Simply right-click the text, and hit the 'Inspect'/'Inspect Element' option. This will load up the 'Developer Tools', which will not only open up the 'Elements' tab of the page, but will jump to the location of the element in which the information is stored.

### 3. Retrieving information from web pages

So far, we have been given a clear understanding about how a page renders content in HTML, as well as how to trace information from a web page back to the element it is contained in within the DOM tree.

In this task, we introduce 'BeautifulSoup', a powerful library for Python that enables us to automate information retrieval from a web page:

In [1]:
from bs4 import BeautifulSoup

BeautifulSoup can interpret the DOM tree from a HTML document, so that we can easily pull out elements from the page with simple expressions.
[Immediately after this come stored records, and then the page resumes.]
// ── Device domain types ──

use chrono::{DateTime, Utc};
use serde::{Deserialize, Serialize};

/// Canonical client-facing classification of an ATM's condition.
///
/// Always derived, never stored authoritatively: every refresh recomputes
/// it from the newest telemetry record (see `crate::enrich`), with
/// `Offline` as the universal fallback.
#[derive(Debug, Clone, Copy, PartialEq, Eq, Serialize, Deserialize)]
pub enum DeviceState {
    Normal,
    Suspicious,
    Critical,
    Offline,
}

impl DeviceState {
    /// Normalize a raw state string onto the canonical enum.
    ///
    /// Total over all input: every string maps to a defined value.
    /// Engine-state strings like `CONFIRMED_INTRUSION` and
    /// `CRITICAL_HAZARD` must match by substring, not equality.
    pub fn normalize(raw: &str) -> Self {
        let lower = raw.trim().to_lowercase();
        if lower.is_empty() {
            return Self::Offline;
        }
        if lower == "normal" || lower == "safe" {
            return Self::Normal;
        }
        if lower.contains("suspicious") || lower.contains("intrusion") {
            return Self::Suspicious;
        }
        if lower.contains("critical") || lower.contains("hazard") {
            return Self::Critical;
        }
        Self::Offline
    }

    pub fn is_online(self) -> bool {
        !matches!(self, Self::Offline)
    }

    pub fn label(self) -> &'static str {
        match self {
            Self::Normal => "Normal",
            Self::Suspicious => "Suspicious",
            Self::Critical => "Critical",
            Self::Offline => "Offline",
        }
    }
}

impl std::fmt::Display for DeviceState {
    fn fmt(&self, f: &mut std::fmt::Formatter<'_>) -> std::fmt::Result {
        f.write_str(self.label())
    }
}

/// Installation location, split out of the backend's free-text
/// `"branch, city"` string.
#[derive(Debug, Clone, PartialEq, Serialize, Deserialize)]
pub struct Location {
    pub branch: String,
    pub city: String,
    #[serde(default)]
    pub lat: Option<f64>,
    #[serde(default)]
    pub lng: Option<f64>,
}

/// Nearest-responder contact for escalation.
#[derive(Debug, Clone, PartialEq, Serialize, Deserialize)]
pub struct ResponderContact {
    pub name: String,
    pub phone: String,
    pub distance: Option<String>,
}

/// The canonical ATM device record.
#[derive(Debug, Clone, Serialize, Deserialize)]
pub struct Atm {
    /// Stable primary key.
    pub device_id: String,
    /// Derived operational state; replaced every poll cycle.
    pub current_state: DeviceState,
    pub location: Option<Location>,
    pub responder: Option<ResponderContact>,
    pub last_heartbeat: Option<DateTime<Utc>>,
    pub buzzer_enabled: bool,
}

#[cfg(test)]
mod tests {
    use super::*;

    #[test]
    fn normalize_exact_matches() {
        assert_eq!(DeviceState::normalize("normal"), DeviceState::Normal);
        assert_eq!(DeviceState::normalize("SAFE"), DeviceState::Normal);
        assert_eq!(DeviceState::normalize("Safe"), DeviceState::Normal);
    }

    #[test]
    fn normalize_substring_matches() {
        assert_eq!(
            DeviceState::normalize("CONFIRMED_INTRUSION"),
            DeviceState::Suspicious
        );
        assert_eq!(DeviceState::normalize("suspicious"), DeviceState::Suspicious);
        assert_eq!(
            DeviceState::normalize("CRITICAL_HAZARD"),
            DeviceState::Critical
        );
        assert_eq!(DeviceState::normalize("critical"), DeviceState::Critical);
    }

    #[test]
    fn normalize_is_total() {
        assert_eq!(DeviceState::normalize(""), DeviceState::Offline);
        assert_eq!(DeviceState::normalize("   "), DeviceState::Offline);
        assert_eq!(DeviceState::normalize("garbage"), DeviceState::Offline);
        assert_eq!(DeviceState::normalize("OBSERVING"), DeviceState::Offline);
        assert_eq!(DeviceState::normalize("\u{1f4a3}"), DeviceState::Offline);
    }
}
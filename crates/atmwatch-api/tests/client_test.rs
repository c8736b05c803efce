#![allow(clippy::unwrap_used)]
// Integration tests for `ApiClient` using wiremock.

use secrecy::{ExposeSecret, SecretString};
use serde_json::json;
use url::Url;
use wiremock::matchers::{header, method, path, query_param};
use wiremock::{Mock, MockServer, ResponseTemplate};

use atmwatch_api::{ApiClient, Error, SessionContext};

// ── Helpers ─────────────────────────────────────────────────────────

async fn setup() -> (MockServer, ApiClient, SessionContext) {
    let server = MockServer::start().await;
    let base_url = Url::parse(&server.uri()).unwrap();
    let session = SessionContext::new();
    let client = ApiClient::with_client(reqwest::Client::new(), base_url, session.clone());
    (server, client, session)
}

fn token_with_payload(payload: serde_json::Value) -> String {
    use base64::Engine;
    let body = base64::engine::general_purpose::URL_SAFE_NO_PAD.encode(payload.to_string());
    format!("hdr.{body}.sig")
}

// ── Authentication ──────────────────────────────────────────────────

#[tokio::test]
async fn login_stores_token() {
    let (server, client, session) = setup().await;

    let token = token_with_payload(json!({"sub": "u1", "role": "operator"}));
    Mock::given(method("POST"))
        .and(path("/api/login"))
        .respond_with(ResponseTemplate::new(200).set_body_json(json!({
            "access_token": token,
            "token_type": "bearer",
        })))
        .mount(&server)
        .await;

    let secret: SecretString = "pw".to_string().into();
    let resp = client.login("operator1", &secret).await.unwrap();

    assert_eq!(resp.access_token.as_deref(), Some(token.as_str()));
    assert_eq!(session.token().unwrap().expose_secret(), token);
}

#[tokio::test]
async fn login_rejection_keeps_stored_token() {
    let (server, client, session) = setup().await;
    session.set(SecretString::from("previous-token".to_string()));

    Mock::given(method("POST"))
        .and(path("/api/login"))
        .respond_with(ResponseTemplate::new(401).set_body_string("bad credentials"))
        .mount(&server)
        .await;

    let secret: SecretString = "wrong".to_string().into();
    let result = client.login("operator1", &secret).await;

    assert!(
        matches!(result, Err(Error::Authentication { .. })),
        "expected Authentication error, got: {result:?}"
    );
    // Login rejection must not mutate the stored credential.
    assert_eq!(session.token().unwrap().expose_secret(), "previous-token");
}

#[tokio::test]
async fn login_without_access_token_is_rejected() {
    let (server, client, session) = setup().await;

    Mock::given(method("POST"))
        .and(path("/api/login"))
        .respond_with(ResponseTemplate::new(200).set_body_json(json!({"token_type": "bearer"})))
        .mount(&server)
        .await;

    let secret: SecretString = "pw".to_string().into();
    let result = client.login("operator1", &secret).await;

    assert!(matches!(result, Err(Error::Authentication { .. })));
    assert!(!session.is_authenticated());
}

#[tokio::test]
async fn bearer_header_attached_when_token_present() {
    let (server, client, session) = setup().await;
    session.set(SecretString::from("tok123".to_string()));

    Mock::given(method("GET"))
        .and(path("/api/atms"))
        .and(header("Authorization", "Bearer tok123"))
        .respond_with(ResponseTemplate::new(200).set_body_json(json!([])))
        .mount(&server)
        .await;

    let atms = client.list_atms().await.unwrap();
    assert!(atms.is_empty());
}

#[tokio::test]
async fn unauthorized_response_clears_session() {
    let (server, client, session) = setup().await;
    session.set(SecretString::from("expired".to_string()));

    Mock::given(method("GET"))
        .and(path("/api/alerts"))
        .respond_with(ResponseTemplate::new(401))
        .mount(&server)
        .await;

    let result = client.list_alerts(None).await;

    assert!(matches!(result, Err(Error::Authentication { .. })));
    assert!(!session.is_authenticated(), "401 must clear the session token");
}

// ── Devices ─────────────────────────────────────────────────────────

#[tokio::test]
async fn list_atms_decodes_rows() {
    let (server, client, _) = setup().await;

    Mock::given(method("GET"))
        .and(path("/api/atms"))
        .respond_with(ResponseTemplate::new(200).set_body_json(json!([
            {
                "id": 1,
                "atm_id": "ATM_001",
                "status": "online",
                "location": "Banjara Hills, Hyderabad",
                "last_heartbeat": "2026-03-01T10:00:00Z"
            },
            {
                "id": 2,
                "device_id": "ATM_003",
                "status": "offline"
            }
        ])))
        .mount(&server)
        .await;

    let atms = client.list_atms().await.unwrap();

    assert_eq!(atms.len(), 2);
    assert_eq!(atms[0].atm_id.as_deref(), Some("ATM_001"));
    assert_eq!(atms[0].status.as_deref(), Some("online"));
    assert_eq!(atms[1].device_id.as_deref(), Some("ATM_003"));
    assert!(atms[1].location.is_none());
}

#[tokio::test]
async fn get_atm_handles_array_response() {
    let (server, client, _) = setup().await;

    Mock::given(method("GET"))
        .and(path("/api/atms/ATM_003"))
        .respond_with(ResponseTemplate::new(200).set_body_json(json!([
            {"atm_id": "ATM_001", "status": "online"},
            {"atm_id": "ATM_003", "status": "offline"}
        ])))
        .mount(&server)
        .await;

    let atm = client.get_atm("ATM_003").await.unwrap();
    assert_eq!(atm.atm_id.as_deref(), Some("ATM_003"));
}

#[tokio::test]
async fn get_atm_falls_back_to_listing() {
    let (server, client, _) = setup().await;

    Mock::given(method("GET"))
        .and(path("/api/atms/ATM_001"))
        .respond_with(ResponseTemplate::new(500).set_body_string("boom"))
        .mount(&server)
        .await;

    Mock::given(method("GET"))
        .and(path("/api/atms"))
        .respond_with(ResponseTemplate::new(200).set_body_json(json!([
            {"atm_id": "ATM_001", "status": "online"}
        ])))
        .mount(&server)
        .await;

    let atm = client.get_atm("ATM_001").await.unwrap();
    assert_eq!(atm.atm_id.as_deref(), Some("ATM_001"));
}

#[tokio::test]
async fn get_atm_unknown_device_is_not_found() {
    let (server, client, _) = setup().await;

    Mock::given(method("GET"))
        .and(path("/api/atms/ATM_999"))
        .respond_with(ResponseTemplate::new(404))
        .mount(&server)
        .await;

    Mock::given(method("GET"))
        .and(path("/api/atms"))
        .respond_with(ResponseTemplate::new(200).set_body_json(json!([])))
        .mount(&server)
        .await;

    let result = client.get_atm("ATM_999").await;
    assert!(matches!(result, Err(Error::DeviceNotFound { .. })));
}

// ── Telemetry & alerts ──────────────────────────────────────────────

#[tokio::test]
async fn telemetry_device_filter_is_passed_through() {
    let (server, client, _) = setup().await;

    Mock::given(method("GET"))
        .and(path("/api/telemetry"))
        .and(query_param("device_id", "ATM_001"))
        .respond_with(ResponseTemplate::new(200).set_body_json(json!([
            {
                "device_id": "ATM_001",
                "timestamp": 1764000000,
                "pir": 1,
                "vibration": false,
                "state": "Normal",
                "person_count": 0
            }
        ])))
        .mount(&server)
        .await;

    let records = client.list_telemetry(Some("ATM_001")).await.unwrap();
    assert_eq!(records.len(), 1);
    assert_eq!(records[0].device_id, "ATM_001");
    assert_eq!(records[0].state, "Normal");
}

#[tokio::test]
async fn alerts_decode_with_missing_optionals() {
    let (server, client, _) = setup().await;

    Mock::given(method("GET"))
        .and(path("/api/alerts"))
        .respond_with(ResponseTemplate::new(200).set_body_json(json!([
            {
                "id": "alrt_001",
                "device_id": "ATM_001",
                "timestamp": "2026-03-01T10:00:00Z",
                "severity": "CRITICAL",
                "alert_type": "CAMERA_TAMPER",
                "message": "Camera tampering detected",
                "state": "CRITICAL_HAZARD",
                "threat_score": 9.5,
                "signal_types": ["camera_tamper"]
            }
        ])))
        .mount(&server)
        .await;

    let alerts = client.list_alerts(None).await.unwrap();
    assert_eq!(alerts.len(), 1);
    assert_eq!(alerts[0].severity, "CRITICAL");
    assert_eq!(alerts[0].acknowledged, None);
}

#[tokio::test]
async fn acknowledge_and_archive_post_to_alert_endpoints() {
    let (server, client, _) = setup().await;

    Mock::given(method("POST"))
        .and(path("/api/alerts/alrt_001/acknowledge"))
        .respond_with(ResponseTemplate::new(200).set_body_json(json!({"success": true})))
        .mount(&server)
        .await;

    Mock::given(method("POST"))
        .and(path("/api/alerts/alrt_001/archive"))
        .respond_with(ResponseTemplate::new(200).set_body_json(json!({"success": true})))
        .mount(&server)
        .await;

    assert!(client.acknowledge_alert("alrt_001").await.unwrap().success);
    assert!(client.archive_alert("alrt_001").await.unwrap().success);
}

// ── Buzzer ──────────────────────────────────────────────────────────

#[tokio::test]
async fn buzzer_on_and_off_use_split_endpoints() {
    let (server, client, _) = setup().await;

    Mock::given(method("POST"))
        .and(path("/api/control/buzzer/ATM_001"))
        .respond_with(ResponseTemplate::new(200).set_body_json(json!({"success": true})))
        .mount(&server)
        .await;

    Mock::given(method("POST"))
        .and(path("/api/control/buzzer/stop/ATM_001"))
        .respond_with(ResponseTemplate::new(200).set_body_json(json!({"success": true})))
        .mount(&server)
        .await;

    assert!(client.set_buzzer("ATM_001", true).await.unwrap().success);
    assert!(client.set_buzzer("ATM_001", false).await.unwrap().success);
}

// ── Audit log ───────────────────────────────────────────────────────

#[tokio::test]
async fn activity_rows_tolerate_loose_field_names() {
    let (server, client, _) = setup().await;

    Mock::given(method("GET"))
        .and(path("/api/user-activity"))
        .respond_with(ResponseTemplate::new(200).set_body_json(json!([
            {"id": "a1", "userName": "Shreya", "action": "Viewed ATM", "target": "ATM_001",
             "timestamp": "2026-03-01T10:00:00Z"},
            {"id": 2, "user_id": "u2", "action": "Login", "device_id": "ATM_003",
             "timestamp": 1764000000}
        ])))
        .mount(&server)
        .await;

    let entries = client.list_user_activity().await.unwrap();
    assert_eq!(entries.len(), 2);
    assert_eq!(entries[0].user_name.as_deref(), Some("Shreya"));
    assert_eq!(entries[1].user_id.as_deref(), Some("u2"));
    assert_eq!(entries[1].device_id.as_deref(), Some("ATM_003"));
}

// ── Error surface ───────────────────────────────────────────────────

#[tokio::test]
async fn non_success_status_carries_body_text() {
    let (server, client, _) = setup().await;

    Mock::given(method("GET"))
        .and(path("/api/atms"))
        .respond_with(ResponseTemplate::new(503).set_body_string("maintenance window"))
        .mount(&server)
        .await;

    match client.list_atms().await {
        Err(Error::Api { status, body }) => {
            assert_eq!(status, 503);
            assert!(body.contains("maintenance window"));
        }
        other => panic!("expected Api error, got: {other:?}"),
    }
}
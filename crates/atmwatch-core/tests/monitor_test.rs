#![allow(clippy::unwrap_used, clippy::float_cmp)]
// End-to-end tests for the Monitor against a wiremock backend.

use secrecy::SecretString;
use serde_json::json;
use wiremock::matchers::{method, path};
use wiremock::{Mock, MockServer, ResponseTemplate};

use atmwatch_api::SessionContext;
use atmwatch_core::{
    AlertQuery, ConnectionState, DeviceState, EngineState, Monitor, MonitorConfig, Role, Severity,
};

// ── Helpers ─────────────────────────────────────────────────────────

fn token_for(role: &str, assigned: &[&str]) -> String {
    use base64::Engine;
    let payload = json!({
        "sub": "u1",
        "username": "tester",
        "role": role,
        "assigned_devices": assigned,
    });
    let body = base64::engine::general_purpose::URL_SAFE_NO_PAD.encode(payload.to_string());
    format!("hdr.{body}.sig")
}

async fn mock_backend() -> MockServer {
    let server = MockServer::start().await;

    Mock::given(method("GET"))
        .and(path("/api/atms"))
        .respond_with(ResponseTemplate::new(200).set_body_json(json!([
            {"atm_id": "ATM_001", "status": "online", "location": "Banjara Hills, Hyderabad"},
            {"atm_id": "ATM_003", "status": "online", "location": "Kompally, Hyderabad"}
        ])))
        .mount(&server)
        .await;

    // ATM_001 has telemetry at T=100 (Normal) and T=200 (CRITICAL_HAZARD);
    // ATM_003 has none and must enrich to Offline.
    Mock::given(method("GET"))
        .and(path("/api/telemetry"))
        .respond_with(ResponseTemplate::new(200).set_body_json(json!([
            {"device_id": "ATM_001", "timestamp": 100, "state": "Normal", "pir": false},
            {"device_id": "ATM_001", "timestamp": 200, "state": "CRITICAL_HAZARD", "pir": true}
        ])))
        .mount(&server)
        .await;

    Mock::given(method("GET"))
        .and(path("/api/alerts"))
        .respond_with(ResponseTemplate::new(200).set_body_json(json!([
            {"id": "alrt_001", "device_id": "ATM_001", "timestamp": 400,
             "severity": "CRITICAL", "alert_type": "CAMERA_TAMPER",
             "message": "Camera tampering detected", "state": "CRITICAL_HAZARD",
             "threat_score": 9.5, "signal_types": ["camera_tamper"]},
            {"id": "alrt_002", "device_id": "ATM_003", "timestamp": 300,
             "severity": "HIGH", "alert_type": "VIBRATION",
             "message": "Suspicious vibration pattern", "state": "CONFIRMED_INTRUSION",
             "threat_score": 7.8, "signal_types": ["vibration"], "acknowledged": true},
            {"id": "alrt_003", "device_id": "ATM_001", "timestamp": 200,
             "severity": "MEDIUM", "alert_type": "MOTION",
             "message": "Motion detected after hours", "state": "SUSPICIOUS",
             "threat_score": 4.2, "signal_types": ["motion"]},
            {"id": "alrt_004", "device_id": "ATM_003", "timestamp": 100,
             "severity": "LOW", "alert_type": "UNKNOWN",
             "message": "Unidentified signal", "state": "OBSERVING",
             "threat_score": 0.8, "signal_types": []}
        ])))
        .mount(&server)
        .await;

    Mock::given(method("GET"))
        .and(path("/api/user-activity"))
        .respond_with(ResponseTemplate::new(200).set_body_json(json!([
            {"id": "a1", "userName": "Shreya", "action": "Viewed ATM", "target": "ATM_001",
             "timestamp": 50}
        ])))
        .mount(&server)
        .await;

    server
}

fn monitor_for(server: &MockServer, token: &str) -> Monitor {
    let config = MonitorConfig {
        url: server.uri().parse().unwrap(),
        poll_interval_secs: 0,
        ..MonitorConfig::default()
    };
    let session = SessionContext::with_token(SecretString::from(token.to_string()));
    Monitor::new(config, session).unwrap()
}

// ── Enrichment through the full stack ───────────────────────────────

#[tokio::test]
async fn newest_telemetry_drives_device_state() {
    let server = mock_backend().await;
    let monitor = monitor_for(&server, &token_for("admin", &[]));
    monitor.start().await.unwrap();

    let atms = monitor.enriched_atms();
    assert_eq!(atms.len(), 2);

    // ATM_001: the T=200 CRITICAL_HAZARD reading wins over T=100 Normal.
    assert_eq!(atms[0].device_id, "ATM_001");
    assert_eq!(atms[0].current_state, DeviceState::Critical);

    // ATM_003: no telemetry at all forces Offline despite "online" status.
    assert_eq!(atms[1].device_id, "ATM_003");
    assert_eq!(atms[1].current_state, DeviceState::Offline);

    monitor.shutdown().await;
}

#[tokio::test]
async fn assigned_devices_scope_the_listing() {
    let server = mock_backend().await;
    let monitor = monitor_for(&server, &token_for("operator", &["ATM_003"]));
    monitor.start().await.unwrap();

    let atms = monitor.enriched_atms();
    assert_eq!(atms.len(), 1);
    assert_eq!(atms[0].device_id, "ATM_003");

    monitor.shutdown().await;
}

// ── Dashboard derivation ────────────────────────────────────────────

#[tokio::test]
async fn security_team_dashboard_sees_high_and_critical_only() {
    let server = mock_backend().await;
    let monitor = monitor_for(&server, &token_for("security_team", &[]));
    monitor.start().await.unwrap();

    assert_eq!(monitor.role(), Role::SecurityTeam);

    let view = monitor.dashboard(&AlertQuery::default());
    assert_eq!(view.visible_total, 2);
    assert_eq!(view.alerts.len(), 2);
    assert!(view.alerts.iter().all(|a| a.severity >= Severity::High));

    // Newest-first ordering.
    assert_eq!(view.alerts[0].id, "alrt_001");

    // mean(9.5, 7.8) = 8.65 -> 8.7 -> CRITICAL_HAZARD band.
    assert_eq!(view.threat.score, 8.7);
    assert_eq!(view.threat.engine_state, EngineState::CriticalHazard);
    assert_eq!(view.unacknowledged, 1);

    monitor.shutdown().await;
}

#[tokio::test]
async fn severity_floor_applies_on_top_of_role() {
    let server = mock_backend().await;
    let monitor = monitor_for(&server, &token_for("admin", &[]));
    monitor.start().await.unwrap();

    let query = AlertQuery {
        min_severity: Some(Severity::Medium),
        ..AlertQuery::default()
    };
    let view = monitor.dashboard(&query);

    // MEDIUM floor retains MEDIUM and LOW.
    assert_eq!(view.visible_total, 4);
    assert_eq!(view.alerts.len(), 2);
    assert!(view.alerts.iter().all(|a| a.severity <= Severity::Medium));

    monitor.shutdown().await;
}

#[tokio::test]
async fn unknown_role_falls_back_to_least_privilege() {
    let server = mock_backend().await;
    let monitor = monitor_for(&server, &token_for("warlord", &[]));
    monitor.start().await.unwrap();

    let view = monitor.dashboard(&AlertQuery::default());
    assert!(view.alerts.iter().all(|a| a.severity <= Severity::Medium));
    assert_eq!(view.alerts.len(), 2);

    monitor.shutdown().await;
}

// ── Actions ─────────────────────────────────────────────────────────

#[tokio::test]
async fn acknowledge_updates_the_local_alert() {
    let server = mock_backend().await;

    Mock::given(method("POST"))
        .and(path("/api/alerts/alrt_001/acknowledge"))
        .respond_with(ResponseTemplate::new(200).set_body_json(json!({"success": true})))
        .mount(&server)
        .await;

    let monitor = monitor_for(&server, &token_for("admin", &[]));
    monitor.start().await.unwrap();

    assert!(monitor.acknowledge("alrt_001").await.unwrap());

    let alert = monitor.store().alert_by_id("alrt_001").unwrap();
    assert!(alert.acknowledged);
    assert_eq!(alert.acknowledged_by.as_deref(), Some("tester"));

    monitor.shutdown().await;
}

// ── Auth failure handling ───────────────────────────────────────────

#[tokio::test]
async fn rejected_session_clears_token_and_logs_out() {
    let server = MockServer::start().await;

    Mock::given(method("GET"))
        .respond_with(ResponseTemplate::new(401))
        .mount(&server)
        .await;

    let monitor = monitor_for(&server, &token_for("admin", &[]));
    let result = monitor.start().await;

    assert!(result.is_err());
    assert!(!monitor.session().is_authenticated());
    assert_eq!(*monitor.connection_state().borrow(), ConnectionState::LoggedOut);
}

#[tokio::test]
async fn undecodable_token_is_treated_as_no_session() {
    let server = mock_backend().await;
    let monitor = monitor_for(&server, "garbage-token");

    assert!(monitor.current_user().is_none());
    assert!(!monitor.session().is_authenticated());
    // With no session the derivation falls back to the operator view.
    assert_eq!(monitor.role(), Role::Operator);
}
Take for instance the following HTML that we load into a variable:

In [2]:
some_HTML_page = \
    '<html>'\
    '   <head>'\
    '   </head>'\
    '   <body>'\
    '      <div>Not Here</div>'\
    '      <div class="target">The Text We Are After</div>'\
    '   </body>'\
    '</html>'

Using BeautifulSoup, we first interpret the page into a variable. From here, there are many possible ways of getting the target element (element with the 'class' of value 'target'). 

The most obvious way for this scenario involves finding the first element with the class of 'target':

In [3]:
soup = BeautifulSoup(some_HTML_page, "html.parser")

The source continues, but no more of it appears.